(To do)
Using the listing below, determine the count of lines with the word "validated" and reply only with it.

(Materials provided)
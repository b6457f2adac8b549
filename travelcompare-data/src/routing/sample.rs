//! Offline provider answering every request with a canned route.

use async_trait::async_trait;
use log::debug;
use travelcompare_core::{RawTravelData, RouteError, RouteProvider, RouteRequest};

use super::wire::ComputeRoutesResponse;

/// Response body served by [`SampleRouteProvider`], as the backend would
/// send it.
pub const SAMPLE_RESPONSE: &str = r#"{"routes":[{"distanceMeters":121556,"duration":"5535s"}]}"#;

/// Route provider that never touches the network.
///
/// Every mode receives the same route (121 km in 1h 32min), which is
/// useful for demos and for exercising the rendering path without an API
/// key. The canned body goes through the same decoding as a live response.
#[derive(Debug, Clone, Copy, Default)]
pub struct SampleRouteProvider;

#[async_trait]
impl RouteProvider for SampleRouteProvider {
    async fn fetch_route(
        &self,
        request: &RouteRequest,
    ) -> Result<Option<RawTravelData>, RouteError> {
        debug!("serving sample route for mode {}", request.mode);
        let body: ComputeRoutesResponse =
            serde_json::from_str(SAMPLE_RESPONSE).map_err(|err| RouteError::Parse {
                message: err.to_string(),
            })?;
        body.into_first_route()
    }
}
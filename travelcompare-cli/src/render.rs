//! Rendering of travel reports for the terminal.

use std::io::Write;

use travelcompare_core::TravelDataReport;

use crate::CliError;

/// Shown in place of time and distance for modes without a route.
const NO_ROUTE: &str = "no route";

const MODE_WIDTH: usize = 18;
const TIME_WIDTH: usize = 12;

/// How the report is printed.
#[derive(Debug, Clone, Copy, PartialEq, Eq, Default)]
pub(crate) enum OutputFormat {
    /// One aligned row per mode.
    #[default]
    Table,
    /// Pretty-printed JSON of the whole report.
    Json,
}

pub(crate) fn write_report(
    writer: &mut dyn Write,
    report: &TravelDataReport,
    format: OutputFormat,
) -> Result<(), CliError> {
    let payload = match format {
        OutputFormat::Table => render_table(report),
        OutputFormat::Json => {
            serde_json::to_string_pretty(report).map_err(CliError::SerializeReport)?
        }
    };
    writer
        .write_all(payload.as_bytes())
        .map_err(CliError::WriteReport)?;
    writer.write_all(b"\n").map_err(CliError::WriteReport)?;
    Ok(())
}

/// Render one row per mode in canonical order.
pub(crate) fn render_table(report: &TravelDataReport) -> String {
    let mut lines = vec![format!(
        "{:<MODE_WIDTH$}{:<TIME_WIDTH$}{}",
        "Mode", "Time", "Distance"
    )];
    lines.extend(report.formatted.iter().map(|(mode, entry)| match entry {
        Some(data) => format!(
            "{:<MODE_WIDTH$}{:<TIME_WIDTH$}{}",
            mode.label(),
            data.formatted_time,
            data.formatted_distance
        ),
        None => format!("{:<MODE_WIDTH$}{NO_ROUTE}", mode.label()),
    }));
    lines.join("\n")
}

--

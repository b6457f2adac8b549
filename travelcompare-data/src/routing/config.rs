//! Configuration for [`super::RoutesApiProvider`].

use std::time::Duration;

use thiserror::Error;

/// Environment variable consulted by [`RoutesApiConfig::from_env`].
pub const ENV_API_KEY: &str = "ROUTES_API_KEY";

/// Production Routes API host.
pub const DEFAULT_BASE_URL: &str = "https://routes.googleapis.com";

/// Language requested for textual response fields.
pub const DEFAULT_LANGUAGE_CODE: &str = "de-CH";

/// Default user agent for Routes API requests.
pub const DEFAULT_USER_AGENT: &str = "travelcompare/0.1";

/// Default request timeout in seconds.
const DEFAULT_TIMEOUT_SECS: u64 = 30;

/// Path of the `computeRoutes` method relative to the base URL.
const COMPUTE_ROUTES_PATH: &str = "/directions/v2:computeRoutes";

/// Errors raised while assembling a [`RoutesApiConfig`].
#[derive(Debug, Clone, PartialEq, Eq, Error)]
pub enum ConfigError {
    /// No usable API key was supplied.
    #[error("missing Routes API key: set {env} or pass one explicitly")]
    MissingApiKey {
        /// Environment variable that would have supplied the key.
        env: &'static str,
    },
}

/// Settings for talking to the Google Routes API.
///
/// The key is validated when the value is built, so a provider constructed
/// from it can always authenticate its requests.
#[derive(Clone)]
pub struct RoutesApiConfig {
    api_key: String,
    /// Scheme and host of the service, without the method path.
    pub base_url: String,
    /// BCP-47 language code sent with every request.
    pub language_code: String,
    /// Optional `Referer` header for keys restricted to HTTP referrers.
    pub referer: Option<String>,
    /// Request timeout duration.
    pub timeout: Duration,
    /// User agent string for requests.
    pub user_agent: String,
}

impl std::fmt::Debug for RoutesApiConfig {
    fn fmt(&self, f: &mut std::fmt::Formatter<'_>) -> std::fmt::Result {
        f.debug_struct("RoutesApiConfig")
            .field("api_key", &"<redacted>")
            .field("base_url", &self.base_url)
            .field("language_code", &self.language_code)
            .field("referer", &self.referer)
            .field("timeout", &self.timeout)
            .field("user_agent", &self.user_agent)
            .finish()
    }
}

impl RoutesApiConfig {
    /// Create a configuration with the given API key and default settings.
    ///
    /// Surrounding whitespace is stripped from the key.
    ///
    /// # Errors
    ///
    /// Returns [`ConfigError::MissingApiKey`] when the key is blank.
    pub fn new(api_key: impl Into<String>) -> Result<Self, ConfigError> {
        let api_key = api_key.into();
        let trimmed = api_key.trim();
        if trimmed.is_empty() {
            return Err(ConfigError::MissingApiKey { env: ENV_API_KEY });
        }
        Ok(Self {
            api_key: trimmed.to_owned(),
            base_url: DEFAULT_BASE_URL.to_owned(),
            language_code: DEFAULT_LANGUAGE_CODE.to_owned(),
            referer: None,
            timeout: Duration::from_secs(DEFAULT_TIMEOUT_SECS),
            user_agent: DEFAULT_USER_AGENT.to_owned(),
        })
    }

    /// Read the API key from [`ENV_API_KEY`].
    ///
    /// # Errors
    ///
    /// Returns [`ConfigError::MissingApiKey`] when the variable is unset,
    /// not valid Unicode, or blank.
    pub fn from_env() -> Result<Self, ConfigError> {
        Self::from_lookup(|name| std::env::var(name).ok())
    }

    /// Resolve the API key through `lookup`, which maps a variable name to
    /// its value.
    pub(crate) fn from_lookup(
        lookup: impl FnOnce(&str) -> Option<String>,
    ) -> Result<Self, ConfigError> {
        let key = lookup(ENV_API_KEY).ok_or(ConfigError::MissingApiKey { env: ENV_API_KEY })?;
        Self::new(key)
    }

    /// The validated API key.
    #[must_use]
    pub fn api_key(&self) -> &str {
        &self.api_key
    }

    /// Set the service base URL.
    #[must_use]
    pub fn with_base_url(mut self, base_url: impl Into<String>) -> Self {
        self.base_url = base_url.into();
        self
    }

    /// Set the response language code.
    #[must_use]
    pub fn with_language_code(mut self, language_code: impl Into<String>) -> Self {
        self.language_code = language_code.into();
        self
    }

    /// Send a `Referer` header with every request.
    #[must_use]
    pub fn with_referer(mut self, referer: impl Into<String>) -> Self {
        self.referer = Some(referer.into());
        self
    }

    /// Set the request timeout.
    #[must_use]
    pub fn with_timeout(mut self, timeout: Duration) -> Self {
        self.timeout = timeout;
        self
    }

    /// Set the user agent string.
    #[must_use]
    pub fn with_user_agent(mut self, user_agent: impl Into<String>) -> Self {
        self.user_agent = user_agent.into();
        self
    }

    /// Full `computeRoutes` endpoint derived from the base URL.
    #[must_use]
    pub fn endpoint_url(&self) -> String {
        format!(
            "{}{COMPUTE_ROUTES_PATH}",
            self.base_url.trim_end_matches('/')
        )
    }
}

(Response for this exercise)
2